Leukocyte immunoglobulin-like receptor subfamily B member 4 is a protein that in humans is encoded by the LILRB4 gene.

This gene is a member of the leukocyte immunoglobulin-like receptor (LIR) family, which is found in a gene cluster at chromosomal region 19q13.4. The encoded protein belongs to the subfamily B class of LIR receptors which contain two or four extracellular immunoglobulin domains, a transmembrane domain, and two to four cytoplasmic immunoreceptor tyrosine-based inhibitory motifs (ITIMs). The receptor is expressed on monocytic cells and transduces a negative signal that inhibits stimulation of an immune response.

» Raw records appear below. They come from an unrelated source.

#[cfg(test)]
mod tests {
    use super::*;
    use crate::backend::{LlmError, LlmResponse};
    use paperwatch_common::SourceId;
    use std::sync::atomic::{AtomicU32, Ordering};

    fn paper(title: &str) -> PaperRecord {
        PaperRecord {
            doi: Some(format!("10.1/{}", title.to_lowercase().replace(' ', "-"))),
            title: title.to_string(),
            abstract_text: "An abstract.".to_string(),
            authors: vec!["Jane Smith".to_string()],
            journal: "Nature".to_string(),
            published: None,
            source: SourceId::PubMed,
            url: String::new(),
        }
    }

    fn key_of(p: &PaperRecord) -> CanonicalKey {
        CanonicalKey::for_record(p).unwrap()
    }

    struct FakeBackend {
        calls: AtomicU32,
        fail_first: u32,
        transient: bool,
        reply: String,
    }

    impl FakeBackend {
        fn replying(reply: &str) -> Self {
            Self {
                calls: AtomicU32::new(0),
                fail_first: 0,
                transient: true,
                reply: reply.to_string(),
            }
        }

        fn failing_first(n: u32, transient: bool, reply: &str) -> Self {
            Self {
                calls: AtomicU32::new(0),
                fail_first: n,
                transient,
                reply: reply.to_string(),
            }
        }
    }

    #[async_trait]
    impl LlmBackend for FakeBackend {
        async fn complete(&self, _req: LlmRequest) -> Result<LlmResponse, LlmError> {
            let call = self.calls.fetch_add(1, Ordering::SeqCst);
            if call < self.fail_first {
                return Err(if self.transient {
                    LlmError::RateLimitExceeded
                } else {
                    LlmError::ApiError { status: 400, message: "bad request".into() }
                });
            }
            Ok(LlmResponse { content: self.reply.clone(), model: "fake".to_string() })
        }

        async fn embed(&self, _texts: Vec<String>) -> Result<Vec<Vec<f32>>, LlmError> {
            Ok(vec![])
        }

        fn model_id(&self) -> &str { "fake" }
        fn is_local(&self) -> bool { true }
    }

    fn scorer(backend: Arc<FakeBackend>) -> RelevanceScorer {
        RelevanceScorer::new(backend, None, "Rate papers.", 4, 2)
    }

    #[tokio::test]
    async fn score_is_normalized_from_percent() {
        let backend = Arc::new(FakeBackend::replying(
            r#"{"score": 85, "explanation": "novel method"}"#,
        ));
        let s = scorer(backend);
        let p = paper("CRISPR screens");
        let outcome = s.score(&key_of(&p), &p).await.unwrap();
        assert_eq!(
            outcome,
            ScoreOutcome::Scored(ScoreResult { score: 0.85, explanation: "novel method".into() })
        );
    }

    #[tokio::test]
    async fn json_embedded_in_prose_is_extracted() {
        let backend = Arc::new(FakeBackend::replying(
            "Sure! Here is my rating:\n```json\n{\"score\": 40, \"explanation\": \"ok\"}\n```",
        ));
        let s = scorer(backend);
        let p = paper("A paper");
        match s.score(&key_of(&p), &p).await.unwrap() {
            ScoreOutcome::Scored(r) => assert!((r.score - 0.4).abs() < 1e-6),
            ScoreOutcome::Failed => panic!("expected a score"),
        }
    }

    #[tokio::test]
    async fn malformed_response_degrades_to_zero() {
        let backend = Arc::new(FakeBackend::replying("I cannot rate this paper."));
        let s = scorer(backend.clone());
        let p = paper("A paper");
        let outcome = s.score(&key_of(&p), &p).await.unwrap();
        assert_eq!(
            outcome,
            ScoreOutcome::Scored(ScoreResult { score: 0.0, explanation: "scoring failed".into() })
        );
        // Malformed output is not a transport error; no retry.
        assert_eq!(backend.calls.load(Ordering::SeqCst), 1);
    }

    #[tokio::test(start_paused = true)]
    async fn transient_error_is_retried_then_succeeds() {
        let backend = Arc::new(FakeBackend::failing_first(
            1,
            true,
            r#"{"score": 60, "explanation": "fine"}"#,
        ));
        let s = scorer(backend.clone());
        let p = paper("A paper");
        let outcome = s.score(&key_of(&p), &p).await.unwrap();
        assert!(matches!(outcome, ScoreOutcome::Scored(r) if (r.score - 0.6).abs() < 1e-6));
        assert_eq!(backend.calls.load(Ordering::SeqCst), 2);
    }

    #[tokio::test(start_paused = true)]
    async fn exhausted_retries_yield_failed_not_zero() {
        let backend = Arc::new(FakeBackend::failing_first(u32::MAX, true, ""));
        let s = scorer(backend.clone());
        let p = paper("A paper");
        let outcome = s.score(&key_of(&p), &p).await.unwrap();
        assert_eq!(outcome, ScoreOutcome::Failed);
        // Initial attempt plus max_retries.
        assert_eq!(backend.calls.load(Ordering::SeqCst), 3);
    }

    #[tokio::test]
    async fn non_transient_error_degrades_without_retry() {
        let backend = Arc::new(FakeBackend::failing_first(u32::MAX, false, ""));
        let s = scorer(backend.clone());
        let p = paper("A paper");
        let outcome = s.score(&key_of(&p), &p).await.unwrap();
        assert!(matches!(outcome, ScoreOutcome::Scored(r) if r.score == 0.0));
        assert_eq!(backend.calls.load(Ordering::SeqCst), 1);
    }

    #[tokio::test]
    async fn concurrent_scores_for_same_key_collapse_to_one_call() {
        let backend = Arc::new(FakeBackend::replying(
            r#"{"score": 70, "explanation": "x"}"#,
        ));
        let s = Arc::new(scorer(backend.clone()));
        let p = paper("Shared paper");
        let key = key_of(&p);

        let mut handles = Vec::new();
        for _ in 0..8 {
            let s = s.clone();
            let p = p.clone();
            let key = key.clone();
            handles.push(tokio::spawn(async move { s.score(&key, &p).await }));
        }
        for handle in handles {
            let outcome = handle.await.unwrap().unwrap();
            assert!(matches!(outcome, ScoreOutcome::Scored(_)));
        }
        assert_eq!(backend.calls.load(Ordering::SeqCst), 1);
    }

    struct MemoryCache {
        entries: Mutex<HashMap<(String, String), ScoreResult>>,
        gets: AtomicU32,
        puts: AtomicU32,
    }

    impl MemoryCache {
        fn new() -> Self {
            Self {
                entries: Mutex::new(HashMap::new()),
                gets: AtomicU32::new(0),
                puts: AtomicU32::new(0),
            }
        }
    }

    #[async_trait]
    impl ScoreCache for MemoryCache {
        async fn get(
            &self,
            key: &CanonicalKey,
            prompt_hash: &str,
        ) -> paperwatch_common::Result<Option<ScoreResult>> {
            self.gets.fetch_add(1, Ordering::SeqCst);
            let entries = self.entries.lock().await;
            Ok(entries.get(&(key.as_str().to_string(), prompt_hash.to_string())).cloned())
        }

        async fn put(
            &self,
            key: &CanonicalKey,
            prompt_hash: &str,
            result: &ScoreResult,
        ) -> paperwatch_common::Result<()> {
            self.puts.fetch_add(1, Ordering::SeqCst);
            let mut entries = self.entries.lock().await;
            entries.insert(
                (key.as_str().to_string(), prompt_hash.to_string()),
                result.clone(),
            );
            Ok(())
        }
    }

    #[tokio::test]
    async fn cache_hit_skips_the_backend() {
        let backend = Arc::new(FakeBackend::replying(
            r#"{"score": 90, "explanation": "great"}"#,
        ));
        let cache = Arc::new(MemoryCache::new());
        let s = RelevanceScorer::new(backend.clone(), Some(cache.clone()), "Rate.", 4, 2);
        let p = paper("Cached paper");
        let key = key_of(&p);

        s.score(&key, &p).await.unwrap();
        assert_eq!(backend.calls.load(Ordering::SeqCst), 1);
        assert_eq!(cache.puts.load(Ordering::SeqCst), 1);

        // Second scorer instance simulates a later run sharing the cache.
        let s2 = RelevanceScorer::new(backend.clone(), Some(cache.clone()), "Rate.", 4, 2);
        let outcome = s2.score(&key, &p).await.unwrap();
        assert!(matches!(outcome, ScoreOutcome::Scored(r) if (r.score - 0.9).abs() < 1e-6));
        assert_eq!(backend.calls.load(Ordering::SeqCst), 1);
    }

    #[tokio::test]
    async fn degraded_result_is_not_cached_and_is_rescored_later() {
        let cache = Arc::new(MemoryCache::new());
        let p = paper("Garbled paper");
        let key = key_of(&p);

        let garbled = Arc::new(FakeBackend::replying("no json here"));
        let s = RelevanceScorer::new(garbled, Some(cache.clone()), "Rate.", 4, 2);
        let outcome = s.score(&key, &p).await.unwrap();
        assert!(matches!(outcome, ScoreOutcome::Scored(r) if r.score == 0.0));
        assert_eq!(cache.puts.load(Ordering::SeqCst), 0);

        // A later run with a healthy backend asks the model again instead of
        // serving the degraded zero.
        let healthy = Arc::new(FakeBackend::replying(
            r#"{"score": 80, "explanation": "good"}"#,
        ));
        let s2 = RelevanceScorer::new(healthy.clone(), Some(cache.clone()), "Rate.", 4, 2);
        let outcome = s2.score(&key, &p).await.unwrap();
        assert!(matches!(outcome, ScoreOutcome::Scored(r) if (r.score - 0.8).abs() < 1e-6));
        assert_eq!(healthy.calls.load(Ordering::SeqCst), 1);
        assert_eq!(cache.puts.load(Ordering::SeqCst), 1);
    }

    #[tokio::test]
    async fn collapsed_waiters_share_one_cache_write() {
        let backend = Arc::new(FakeBackend::replying(
            r#"{"score": 70, "explanation": "x"}"#,
        ));
        let cache = Arc::new(MemoryCache::new());
        let s = Arc::new(RelevanceScorer::new(
            backend.clone(),
            Some(cache.clone()),
            "Rate.",
            4,
            2,
        ));
        let p = paper("Shared paper");
        let key = key_of(&p);

        let mut handles = Vec::new();
        for _ in 0..8 {
            let s = s.clone();
            let p = p.clone();
            let key = key.clone();
            handles.push(tokio::spawn(async move { s.score(&key, &p).await }));
        }
        for handle in handles {
            handle.await.unwrap().unwrap();
        }
        assert_eq!(backend.calls.load(Ordering::SeqCst), 1);
        assert_eq!(cache.puts.load(Ordering::SeqCst), 1);
    }

    #[test]
    fn prompt_hash_differs_per_prompt() {
        let backend = Arc::new(FakeBackend::replying(""));
        let a = RelevanceScorer::new(backend.clone(), None, "prompt one", 1, 0);
        let b = RelevanceScorer::new(backend, None, "prompt two", 1, 0);
        assert_ne!(a.prompt_hash(), b.prompt_hash());
    }

    #[test]
    fn out_of_range_scores_are_clamped() {
        let r = parse_score_response(r#"{"score": 150, "explanation": "x"}"#).unwrap();
        assert_eq!(r.score, 1.0);
        let r = parse_score_response(r#"{"score": -5, "explanation": "x"}"#).unwrap();
        assert_eq!(r.score, 0.0);
    }
}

The receptor can also function in antigen capture and presentation. It is thought to control inflammatory responses and cytotoxicity to help focus the immune response and limit autoreactivity. LILRB4 has also been proposed to be a potential target for tumor immunotherapy. It has been shown to express on tumor-associated macrophages and negatively regulate immune response in tumor. The expression of LILRB4 on monocytic myeloid leukemia cells supports infiltration and inhibits T cell proliferation. Multiple transcript variants encoding different isoforms have been found for this gene.

== Interactions ==

LILRB4 has been shown to interact with PTPN6 and INPP5D (SHIP-1).